■ Exercise prompt
Set down the lines below exactly as they stand, please. Go from the first through the one containing "for the Graph API layer.".

Extracted material START

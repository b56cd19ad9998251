//! Error taxonomy and classification for Graph API failures
//!
//! Structured remote errors carry a code/message pair and can be selectively
//! ignored per table; everything else (transport, auth, config) propagates
//! unchanged.

use serde::Deserialize;
use thiserror::Error;

/// Result alias for the Graph API layer.
pub type GraphResult<T> = Result<T, GraphError>;

/// Errors produced by the Graph API layer.
#[derive(Debug, Error)]
pub enum GraphError {
    /// Credential combination could not be turned into an authorizer
    /// (malformed certificate, unreadable key, bad endpoint).
    #[error("Authentication configuration error: {0}")]
    AuthConfig(String),

    /// Token acquisition failed for an otherwise well-formed strategy.
    #[error("Authentication error: {0}")]
    Auth(String),

    /// The Azure CLI fallback exited non-zero or produced unparseable output.
    #[error("Azure CLI token resolution failed: {0}")]
    CliResolution(String),

    /// Structured Graph API error envelope.
    #[error("Graph API error: {code} - {message}")]
    Api { code: String, message: String },

    /// Remote failure without a recognizable error envelope.
    #[error("Graph API returned HTTP {status}: {body}")]
    Status { status: u16, body: String },

    /// Transport-level HTTP error.
    #[error("HTTP error: {0}")]
    Http(#[from] reqwest::Error),

    /// Response body could not be decoded.
    #[error("JSON error: {0}")]
    Json(#[from] serde_json::Error),

    /// A pushed-down qual uses an operator the translator does not support
    /// for that column type.
    #[error("Unsupported qual: {0}")]
    UnsupportedQual(String),

    /// A per-user table was queried without a user id and no default user
    /// identifier is configured.
    #[error("No user id given and no default user identifier configured")]
    MissingUserId,
}

/// Normalized code/message pair extracted from a structured remote error.
#[derive(Debug, Clone, PartialEq, Eq)]
pub struct NormalizedError {
    pub code: String,
    pub message: String,
}

/// Classify an error into its normalized code/message pair. Returns `None`
/// for anything that is not a structured Graph API error, including
/// transport-level failures.
pub fn classify(err: &GraphError) -> Option<NormalizedError> {
    match err {
        GraphError::Api { code, message } => Some(NormalizedError {
            code: code.clone(),
            message: message.clone(),
        }),
        _ => None,
    }
}

/// True when the classified error's code exactly matches one of `codes`, or
/// its message contains one of them as a substring. Unclassifiable errors
/// are never ignorable.
pub fn is_ignorable(err: &GraphError, codes: &[&str]) -> bool {
    let Some(normalized) = classify(err) else {
        return false;
    };
    codes
        .iter()
        .any(|c| normalized.code == *c || normalized.message.contains(c))
}

/// [`is_ignorable`] over an `anyhow` chain, as seen at table-handler seams.
pub fn is_ignorable_in(err: &anyhow::Error, codes: &[&str]) -> bool {
    err.chain()
        .filter_map(|e| e.downcast_ref::<GraphError>())
        .any(|e| is_ignorable(e, codes))
}

/// Stable (`v1.0`) error envelope: `{"error": {"code": ..., "message": ...}}`.
#[derive(Debug, Deserialize)]
struct StableEnvelope {
    error: EnvelopeBody,
}

/// Beta-variant envelope: code and message at the top level.
#[derive(Debug, Deserialize)]
struct EnvelopeBody {
    code: String,
    message: String,
}

/// Decode a remote error body into a [`GraphError`]. Recognizes the stable
/// and beta envelope shapes; anything else becomes an unstructured
/// [`GraphError::Status`].
pub fn decode_error_body(status: u16, body: &str) -> GraphError {
    if let Ok(stable) = serde_json::from_str::<StableEnvelope>(body) {
        return GraphError::Api {
            code: stable.error.code,
            message: stable.error.message,
        };
    }
    if let Ok(beta) = serde_json::from_str::<EnvelopeBody>(body) {
        return GraphError::Api {
            code: beta.code,
            message: beta.message,
        };
    }
    GraphError::Status {
        status,
        body: body.to_string(),
    }
}

#[cfg(test)]
mod tests {
    use super::*;

    #[test]
    fn stable_envelope_classifies() {
        let body = r#"{"error":{"code":"Request_ResourceNotFound","message":"Resource 'x' does not exist."}}"#;
        let err = decode_error_body(404, body);
        let normalized = classify(&err).unwrap();
        assert_eq!(normalized.code, "Request_ResourceNotFound");
        assert!(normalized.message.contains("does not exist"));
    }

    #[test]
    fn beta_envelope_classifies() {
        let body = r#"{"code":"ErrorItemNotFound","message":"The specified object was not found in the store."}"#;
        let err = decode_error_body(404, body);
        let normalized = classify(&err).unwrap();
        assert_eq!(normalized.code, "ErrorItemNotFound");
    }

    #[test]
    fn unstructured_body_is_not_classifiable() {
        let err = decode_error_body(502, "<html>Bad Gateway</html>");
        assert!(classify(&err).is_none());
    }

    #[test]
    fn transport_and_config_errors_are_not_classifiable() {
        assert!(classify(&GraphError::AuthConfig("bad cert".into())).is_none());
        assert!(classify(&GraphError::CliResolution("exit 1".into())).is_none());
    }

    #[test]
    fn ignorable_matches_code_exactly() {
        let err = GraphError::Api {
            code: "ResourceNotFound".into(),
            message: "no mailbox".into(),
        };
        assert!(is_ignorable(&err, &["ResourceNotFound"]));
    }

    #[test]
    fn ignorable_matches_message_substring() {
        let err = GraphError::Api {
            code: "BadRequest".into(),
            message: "inner failure: ResourceNotFound for principal".into(),
        };
        assert!(is_ignorable(&err, &["ResourceNotFound"]));
    }

    #[test]
    fn unrelated_error_is_not_ignorable() {
        let err = GraphError::Api {
            code: "Authorization_RequestDenied".into(),
            message: "Insufficient privileges".into(),
        };
        assert!(!is_ignorable(&err, &["ResourceNotFound"]));
    }

    #[test]
    fn ignorable_through_anyhow_chain() {
        let err: anyhow::Error = GraphError::Api {
            code: "ErrorItemNotFound".into(),
            message: "gone".into(),
        }
        .into();
        let err = err.context("listing mail messages");
        assert!(is_ignorable_in(&err, &["ErrorItemNotFound"]));
        assert!(!is_ignorable_in(&err, &["ResourceNotFound"]));
    }
}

Extracted material END

■ Result for this exercise
repository b56cd19ad9998251
//! Error taxonomy and classification for Graph API failures
//!
//! Structured remote errors carry a code/message pair and can be selectively
//! ignored per table; everything else (transport, auth, config) propagates
//! unchanged.

use serde::Deserialize;
use thiserror::Error;

/// Result alias for the Graph API layer.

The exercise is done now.